Complications — summary
- Growth arrest (complete → shortening; partial → angular deformity / physeal bar) — worst with Salter IV & V.
- Malunion → cubitus varus (supracondylar), angular deformity.
- Nonunion → lateral condyle fracture → cubitus valgus → tardy ulnar nerve palsy.
- Neurovascular → AIN palsy, radial/median/ulnar injury, brachial artery injury.
- Volkmann's ischaemic contracture (compartment syndrome sequel).
- Joint stiffness, myositis ossificans (especially with forceful repeated manipulation around the elbow).
Key differentials
- Pulled elbow vs supracondylar fracture vs lateral condyle fracture: History (traction vs FOOSH), swelling/deformity (absent in pulled elbow), and X-ray distinguish them.
- "Sprain" vs Salter-Harris I: In children with point tenderness over the physis and normal X-ray, treat as a physeal injury.
- Non-accidental injury vs accidental fracture: Mismatch between history and injury, multiple ages of healing, specific patterns.

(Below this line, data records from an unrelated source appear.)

//! A single error type shared across the daemon.

pub type Result<T> = std::result::Result<T, Error>;

/// Everything that can go wrong while mediating between the protocol
/// layer, the key-value store and the engine process.
///
/// Preference problems (`Config`) are expected and surfaced to the client
/// as scan errors; `Internal` marks a broken invariant and is fatal for the
/// affected scan but never for the daemon.
#[derive(Debug, thiserror::Error)]
pub enum Error {
    /// Invalid scan preferences supplied by the client.
    #[error("invalid scan configuration: {0}")]
    Config(String),

    /// The key-value store could not be reached or rejected an operation.
    #[error("key-value store unavailable: {0}")]
    KvUnavailable(String),

    /// Every numbered database is already claimed.
    #[error("no free kb database available")]
    NoFreeDb,

    /// The engine executable could not be spawned.
    #[error("engine launch failed: {0}")]
    EngineLaunch(String),

    /// The engine exited abnormally while a scan was running.
    #[error("engine stopped unexpectedly: {0}")]
    EngineCrashed(String),

    /// The feed could not be located, parsed or refreshed.
    #[error("feed unavailable: {0}")]
    FeedUnavailable(String),

    /// Broken invariant.
    #[error("internal error: {0}")]
    Internal(String),
}

impl From<redis::RedisError> for Error {
    fn from(value: redis::RedisError) -> Self {
        Self::KvUnavailable(value.to_string())
    }
}

impl From<std::io::Error> for Error {
    fn from(value: std::io::Error) -> Self {
        Self::Internal(value.to_string())
    }
}
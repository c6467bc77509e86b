//! Per-scan orchestration.
//!
//! One [`ScanSupervisor`] drives one scan from launch to cleanup:
//!
//! 1. claim a main KB and write the engine preferences into it
//! 2. spawn the engine process and wait for it to pick the scan up
//! 3. poll: drain results from the main KB and every per-host database the
//!    engine advertises, translate them into sink callbacks, watch for the
//!    client stop flag and for an engine that died under us
//! 4. release every claimed database, whatever the outcome
//!
//! The loop paces itself with plain sleeps; the store offers no push
//! notification over the per-scan structures, and since every scan runs on
//! its own task with its own connection the blocking is local to the scan.
//!
//! Per-host ordering is honoured here: the HOST_START stamp is forwarded
//! before the first drained log of a host, and HOST_END only after the final
//! drain of a finished host's database.

use std::sync::Arc;
use std::time::Duration;

use crate::catalog::VtCatalog;
use crate::engine::{EngineControl, ProcessState};
use crate::error::Result;
use crate::params::ParamRegistry;
use crate::prefs::PreferenceBuilder;
use crate::registry::{MainKb, Registry, ScanKb};
use crate::results::{self, Harvest, ResultEntry};
use crate::scan::{ScanRequest, ScanSink, ScanStatus};

/// Orchestrates the lifecycle of individual scans. One instance is shared by
/// the daemon; each `run` call owns exactly one scan.
pub struct ScanSupervisor {
    registry: Arc<Registry>,
    catalog: Arc<dyn VtCatalog>,
    engine: Arc<dyn EngineControl>,
    sink: Arc<dyn ScanSink>,
    sudo: bool,
    niceness: Option<i32>,
    launch_poll: Duration,
    tick: Duration,
    handshake_timeout: Duration,
}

- Septic arthritis / osteomyelitis vs toddler's fracture: A limping toddler with fever needs infection excluded (raised CRP/ESR, joint aspiration) before assuming occult fracture.
Recently asked / exam angle
- Salter-Harris: "Most common type?" → Type II. "Worst prognosis / crush injury?" → Type V. "Intra-articular types needing anatomical reduction?" → III & IV. Identify the type from a diagram showing the fracture line relative to the physis (a recurring image-based MCQ).
- Thurston-Holland fragment = metaphyseal fragment in Salter-Harris II (and IV).
- Supracondylar fracture: "Commonest nerve injured (extension type)?" → AIN (tests "OK" sign / FPL). "Commonest late complication?" → cubitus varus (malunion). "Treatment of displaced fracture?" → CRPP with K-wires.
- Cubitus valgus + tardy ulnar nerve palsy → think lateral condyle nonunion.
- Pulled elbow: age, mechanism (pull on pronated arm), reduction (supination-flexion / hyperpronation), normal X-ray.
- CRITOE order and ages; medial epicondyle entrapment clue.
- Weakest zone of physis → zone of hypertrophic / provisional calcification.
- Most sensitive sign of compartment syndrome → pain on passive stretch.
Rapid revision
- Physis is weaker than ligaments → children fracture where adults sprain.
- Fracture line runs through the hypertrophic / provisional calcification zone of the physis.
- SALTER: I-Slipped, II-Above, III-Lower, IV-Through, V-cRush/Erasure.
- Salter-Harris II is the commonest; V has the worst prognosis (crush, retrospective diagnosis).
- Thurston-Holland fragment = metaphyseal piece in Salter II (and IV).
- Greenstick = one cortex broken; torus/buckle = compression bulge at distal radius (stable).
- Supracondylar fracture: peak 5–8 yrs, extension type ~98%, FOOSH, posterior displacement.
- Gartland I-cast, II/III-CRPP with K-wires; lateral-entry pins spare ulnar nerve.
- AIN palsy is the commonest nerve lesion → loss of "OK" sign; usually recovers.
- Cubitus varus (gunstock) = malunion = commonest late complication; cubitus valgus = lateral condyle nonunion → tardy ulnar palsy.
- Pulseless pink/perfused hand → observe after pinning; pale/poorly perfused → vascular exploration; beware Volkmann's contracture.
- Pulled elbow (1–4 yrs): pull on pronated extended arm; X-ray normal; reduce by supination + flexion or hyperpronation. CRITOE = 1-3-5-7-9-11 yrs.